The Panthers enjoyed a day of cricket for the ages in putting Nirranda to the sword with a brutal display of batting at Davidson Oval on Saturday.
English import Turner, 26, was the star, posting the second double ton of his career and reaching three figures for 100th time — a century of centuries.
He became the first WDCA player to make 200 since Nathan Murphy made 203 for Brierly-Christ Church against Koroit on March 10, 2007.
But home-grown Templeton, 21, was far from a supporting cast member.
His maiden century was less destructive but similarly impressive and equally memorable.
Their partnership was a record stand for West Warrnambool, eclipsing the 291 set by Gerard Kearney and Colin Jennings, believed to be in the 1980s.
The Panthers’ previous best opening stand was 261 set by Billy Primmer and Andrew Robb, most likely in the late 1980s.
WDCA officials are unsure Turner and Templeton have set a new mark for the association, while long-time cricket stalwarts also could not say for certain.
In other records to fall, Turner set a new benchmark for the highest score made by a West Warrnambool batsman in division one.
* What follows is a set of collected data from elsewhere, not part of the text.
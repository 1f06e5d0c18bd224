//! Caller contract violations surfaced to JavaScript

use wasm_bindgen::prelude::*;

use crate::pose::{VALUES_XYZ, VALUES_XYZV};

/// Errors raised when JS passes input the counter cannot accept
#[derive(Clone, Copy, Debug, PartialEq)]
pub enum BridgeError {
    InvalidBufferLength(usize),
    InvalidThresholds { down: f32, up: f32, min_range: f32 },
    InvalidVisibility(f32),
}

impl From<BridgeError> for JsValue {
    fn from(err: BridgeError) -> Self {
        match err {
            BridgeError::InvalidBufferLength(len) => JsValue::from_str(&format!(
                "Invalid landmark data length: {} (expected 0, {} or {})",
                len, VALUES_XYZ, VALUES_XYZV
            )),
            BridgeError::InvalidThresholds { down, up, min_range } => JsValue::from_str(&format!(
                "Invalid thresholds: down={} up={} min_range={} (need up < down, min_range >= 0)",
                down, up, min_range
            )),
            BridgeError::InvalidVisibility(v) => JsValue::from_str(&format!(
                "Invalid visibility floor: {} (expected 0-1)",
                v
            )),
        }
    }
}

/// Accept an empty buffer (no pose) or a full MediaPipe buffer
pub fn check_buffer(data: &[f32]) -> Result<(), BridgeError> {
    match data.len() {
        0 | VALUES_XYZ | VALUES_XYZV => Ok(()),
        len => Err(BridgeError::InvalidBufferLength(len)),
    }
}

#[cfg(test)]
mod tests {
    use super::*;

    #[test]
    fn test_buffer_lengths() {
        assert!(check_buffer(&[]).is_ok());
        assert!(check_buffer(&[0.0; VALUES_XYZ]).is_ok());
        assert!(check_buffer(&[0.0; VALUES_XYZV]).is_ok());
        assert_eq!(check_buffer(&[0.0; 98]), Err(BridgeError::InvalidBufferLength(98)));
    }
}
West Warrnambool coach Dean Hurford said he had “no doubt everyone there witnessed something special”.
“Apparently Al’s grandfather had a tear in his eye when Al got to 100, which was fantastic,” he said.
Hurford said he was ecstatic for the two batsmen, who made the Knights pay for giving them three chances throughout the day.
Turner received two lives — at mid-wicket when he was on 93 and at mid-on when he was on 185. Templeton chanced his luck at cover before he reached 30. At one point, they ran 10 in consecutive deliveries — a six and a four as the Knights twice conceded overthrows.
“We were 0-180 off 40 overs at tea, Karl was 115.
“ I wouldn’t say he went nuts, neither of the guys did. They batted pretty sensibly,” Hurford said.
“There was no slogging, it was all cricket shots. I expected when Al got his 100 for Karl to go sick but they kept pushing twos.
“The running between the wickets was exceptional yesterday.
‘‘I reckon we’ve done that most games, added 20 or 30 with quick singles.”
Turner said he was proud of his 200, rating it alongside his 238 not out for Durham against Northamptonshire in an under 17 English championship match.
“Obviously 200s don’t come around very often. It’s always nice to get a 100, especially when you’re playing with new mates you’ve made,” he said.
“My form before this last six weeks had been a bit patchy. I’d shown glimpses of what I can do. It’s nice to show them what I’m capable of.”
Turner said fitness had a major role in his blazing form. He also made 133 not out the previous Saturday and has 668 runs for the season.
His fitness regime includes running each day and boxing with renowned coach Rodney “Rude” Ryan on top of his cricket training commitments.
“I’m starting to get used to the wickets in Warrnambool. My balance has felt a lot better since I’ve been doing boxing,” he said.
“I haven’t been going out, I’ve been training and getting plenty of rest. Everything is coming together.”
Templeton said his 111 beat his previous-best score of “mid-60s, nothing special”.
He was “pretty scratchy” early in his innings before finding touch, largely thanks to Turner easing the pressure by scoring quickly.
“Batting with Karl helped, he’s real experienced. When you went through a low patch he’d help you get back on track,” he said.
“He’s done it hundreds of times.
‘‘You listen to what he’s got to say and take it on board.”